In May, NYC Health & Hospitals and Rikers began a pilot telemedicine program with $650,000 in funding. So far, about a dozen doctors and patient coordinators engage in virtual visits, which are limited to infectious disease, gastroenterology and urology specialists.

The inmates “just palpably seem more relaxed and satisfied with the entire encounter and experience than they used to,” Pham said. “It used to be a very negative experience.”

Although Rikers’ telemedicine program has started small, administrators hope to expand its reach. “We have a broad aspiration to do more of this across services,” said Dr. Homer Venters, chief medical officer of Correctional Health Services, a division of NYC Health & Hospitals.

The trend for correctional facilities to incorporate telemedicine into their healthcare programs is likely to continue. Stateline reports that states spent nearly $8 billion, nearly a fifth of their entire corrections budgets, on inmate healthcare in 2011. The graying of the U.S. prison population in recent years has brought increased pressures on prison healthcare budgets and programs, and this demographic trend shows no signs of abating.

Between 1999 and 2013, the number of state and federal prisoners 55 or older increased 234 percent, while the number of younger prisoners only rose by 9 percent, according to the Pew Charitable Trust. These older prisoners, like seniors in the general population, are more likely to have chronic medical and mental conditions and require significantly higher healthcare expenditures.

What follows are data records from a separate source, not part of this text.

//! Error types and retry classification for price oracles.
//!
//! - [`MarketDataError`]: everything an oracle call can fail with
//! - [`RetryClass`]: how the caller should react to a failure
//! - [`RetryPolicy`]: the single-retry rule applied around every oracle request

mod retry;

pub use retry::{RetryClass, RetryPolicy};

use thiserror::Error;

/// Errors that can occur while fetching a historical price.
///
/// Each variant is classified into a [`RetryClass`] via [`retry_class`](Self::retry_class).
#[derive(Error, Debug)]
pub enum MarketDataError {
    /// The oracle does not list this asset at all.
    #[error("Asset not supported by {provider}: {asset}")]
    AssetNotSupported { provider: String, asset: String },

    /// The oracle cannot quote prices in this unit.
    #[error("Unit not supported by {provider}: {unit}")]
    UnitNotSupported { provider: String, unit: String },

    /// The asset is listed but no data exists for the requested day.
    #[error("No data for date: {0}")]
    NoDataForDate(String),

    /// HTTP 429 or an equivalent rate limit message.
    #[error("Rate limited: {provider}")]
    RateLimited { provider: String },

    /// The request did not complete in time.
    #[error("Timeout: {provider}")]
    Timeout { provider: String },

    /// The oracle answered with something we could not use.
    #[error("Provider error: {provider} - {message}")]
    ProviderError { provider: String, message: String },

    /// A response parsed but held an unusable price.
    #[error("Validation failed: {message}")]
    ValidationFailed { message: String },

    #[error("Network error: {0}")]
    Network(#[from] reqwest::Error),
}

impl MarketDataError {
    /// Returns the retry classification for this error.
    ///
    /// ```
    /// use valuemachine_market_data::errors::{MarketDataError, RetryClass};
    ///
    /// let error = MarketDataError::RateLimited { provider: "COINGECKO".to_string() };
    /// assert_eq!(error.retry_class(), RetryClass::WithBackoff);
    ///
    /// let error = MarketDataError::NoDataForDate("2017-01-01".to_string());
    /// assert_eq!(error.retry_class(), RetryClass::Never);
    /// ```
    pub fn retry_class(&self) -> RetryClass {
        match self {
            Self::AssetNotSupported { .. }
            | Self::UnitNotSupported { .. }
            | Self::NoDataForDate(_)
            | Self::ValidationFailed { .. } => RetryClass::Never,

            Self::RateLimited { .. } | Self::Timeout { .. } => RetryClass::WithBackoff,

            Self::ProviderError { .. } | Self::Network(_) => RetryClass::NextProvider,
        }
    }

    /// Builds a provider error from a free-form message, recognising the
    /// timeout and rate limit wording some endpoints put in their bodies.
    pub fn from_message(provider: &str, message: impl Into<String>) -> Self {
        let message = message.into();
        let lowered = message.to_lowercase();
        if lowered.contains("timeout") || lowered.contains("timed out") {
            Self::Timeout {
                provider: provider.to_string(),
            }
        } else if message.contains("429") || lowered.contains("rate limit") {
            Self::RateLimited {
                provider: provider.to_string(),
            }
        } else {
            Self::ProviderError {
                provider: provider.to_string(),
                message,
            }
        }
    }

    pub fn is_timeout(&self) -> bool {
        matches!(self, Self::Timeout { .. })
    }

    pub fn is_rate_limited(&self) -> bool {
        matches!(self, Self::RateLimited { .. })
    }
}
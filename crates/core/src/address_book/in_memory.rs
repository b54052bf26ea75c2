use std::collections::HashMap;

use log::debug;

use super::address_book_model::{abbreviate, infer_jurisdiction, AddressBookJson, AddressCategory, AddressEntry};
use super::address_book_traits::AddressBook;

/// Address book backed by a list of entries. Lookups ignore case.
#[derive(Debug, Clone, Default)]
pub struct InMemoryAddressBook {
    entries: Vec<AddressEntry>,
    index: HashMap<String, usize>,
}

impl InMemoryAddressBook {
    pub fn new(entries: AddressBookJson) -> Self {
        let mut book = Self::default();
        for entry in entries {
            book.add(entry);
        }
        book
    }

    /// Adds an entry, replacing any previous entry for the same address.
    pub fn add(&mut self, entry: AddressEntry) {
        let key = entry.address.to_lowercase();
        match self.index.get(&key) {
            Some(&position) => {
                debug!("Replacing address book entry for {}", entry.address);
                self.entries[position] = entry;
            }
            None => {
                self.index.insert(key, self.entries.len());
                self.entries.push(entry);
            }
        }
    }

    pub fn get(&self, address: &str) -> Option<&AddressEntry> {
        self.index
            .get(&address.to_lowercase())
            .and_then(|&position| self.entries.get(position))
    }

    pub fn entries(&self) -> &[AddressEntry] {
        &self.entries
    }

    pub fn to_json(&self) -> AddressBookJson {
        self.entries.clone()
    }
}

impl AddressBook for InMemoryAddressBook {
    fn is_self(&self, address: &str) -> bool {
        self.is_category(AddressCategory::SelfOwned, address)
    }

    fn get_name(&self, address: &str) -> String {
        self.get(address)
            .map(|entry| entry.name.clone())
            .filter(|name| !name.is_empty())
            .unwrap_or_else(|| abbreviate(address))
    }

    fn is_category(&self, category: AddressCategory, address: &str) -> bool {
        self.get(address).is_some_and(|entry| entry.category == category)
    }

    fn get_jurisdiction(&self, address: &str) -> String {
        self.get(address)
            .and_then(|entry| entry.jurisdiction.clone())
            .unwrap_or_else(|| infer_jurisdiction(address))
    }
}
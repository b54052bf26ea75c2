mod pathfinder;
mod price_resolver;
mod prices_model;
mod prices_traits;
mod swap_rates;


pub use pathfinder::find_path;
pub use price_resolver::PriceResolver;
pub use prices_model::{PricesJson, RateEntry, RateTable};
pub use prices_traits::PriceStore;
pub use swap_rates::infer_swap_rates;
//! Address book domain models.

use serde::{Deserialize, Serialize};

/// Jurisdiction reported when nothing better is known.
pub const UNKNOWN_JURISDICTION: &str = "Unknown";

/// Jurisdiction of plain hex addresses.
pub const ETHEREUM_JURISDICTION: &str = "Ethereum";

/// How an address relates to the ledger owner.
#[derive(Debug, Clone, Copy, PartialEq, Eq, Hash, Serialize, Deserialize)]
pub enum AddressCategory {
    /// Owned by the user; its inventory is tracked.
    #[serde(rename = "Self")]
    SelfOwned,
    Exchange,
    Defi,
    Token,
    Public,
    Private,
}

impl AddressCategory {
    pub fn as_str(&self) -> &'static str {
        match self {
            Self::SelfOwned => "Self",
            Self::Exchange => "Exchange",
            Self::Defi => "Defi",
            Self::Token => "Token",
            Self::Public => "Public",
            Self::Private => "Private",
        }
    }
}

#[derive(Debug, Clone, PartialEq, Eq, Serialize, Deserialize)]
#[serde(rename_all = "camelCase")]
pub struct AddressEntry {
    pub address: String,
    pub category: AddressCategory,
    pub name: String,
    #[serde(default, skip_serializing_if = "Option::is_none")]
    pub jurisdiction: Option<String>,
}

impl AddressEntry {
    pub fn new(address: &str, category: AddressCategory, name: &str) -> Self {
        Self {
            address: address.to_string(),
            category,
            name: name.to_string(),
            jurisdiction: None,
        }
    }

    pub fn with_jurisdiction(mut self, jurisdiction: &str) -> Self {
        self.jurisdiction = Some(jurisdiction.to_string());
        self
    }
}

/// Serialized form of an address book: a flat list of entries.
pub type AddressBookJson = Vec<AddressEntry>;

/// `0x` followed by 40 hex digits.
pub fn is_hex_address(value: &str) -> bool {
    value.len() == 42
        && value.starts_with("0x")
        && value[2..].chars().all(|c| c.is_ascii_hexdigit())
}

/// Jurisdiction derived from the shape of an account name alone.
///
/// `Coinbase-account` belongs to `Coinbase`, hex addresses (or app accounts
/// scoped to one, like `Maker-DSR-0x…`) belong to Ethereum.
pub fn infer_jurisdiction(address: &str) -> String {
    if let Some(source) = address.strip_suffix("-account") {
        return source.to_string();
    }
    let tail = address.rsplit('-').next().unwrap_or(address);
    if is_hex_address(tail) {
        return ETHEREUM_JURISDICTION.to_string();
    }
    UNKNOWN_JURISDICTION.to_string()
}

/// `0x1234..abcd` style label for addresses without a name.
pub fn abbreviate(address: &str) -> String {
    if is_hex_address(address) {
        format!("{}..{}", &address[..6], &address[38..])
    } else {
        address.to_string()
    }
}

Many believe that using telemedicine to help meet the healthcare needs of inmates can save states money and improve inmate access to healthcare. Stateline notes that Texas has the largest prison population in the US and uses telemedicine more extensively than most states. The University of Texas Medical Branch (UTMB), which provides healthcare for around 80 percent of Texas prisoners, conducts 127,000 telemedicine visits a year. All behavioral health care, around 20 percent of primary care appointments, and between 5 and 10 percent of specialist visits are handled via telemedicine.

Texas spent just $3,805 per prisoner on medical care in 2011, compared to a national average of $6,047. Owen Murray, vice president of correctional managed care for UTMB, is convinced telemedicine contributes to Texas’s relatively low per-capita spending on prisoner health, although it is difficult to calculate just how much telemedicine saves the state.

According to the Stateline article, prisoner advocates have mixed views on the use of telemedicine in corrections. Some see it as improving inmates’ access to healthcare, while others caution that telemedicine’s cost-savings features tempt prison systems to use it excessively and inappropriately.

And Marc Stern, who strongly supports the use of telemedicine in correctional facilities, believes all doctors providing care to inmates through telemedicine should make occasional visits to prisons so they understand the unique world occupied by their patients.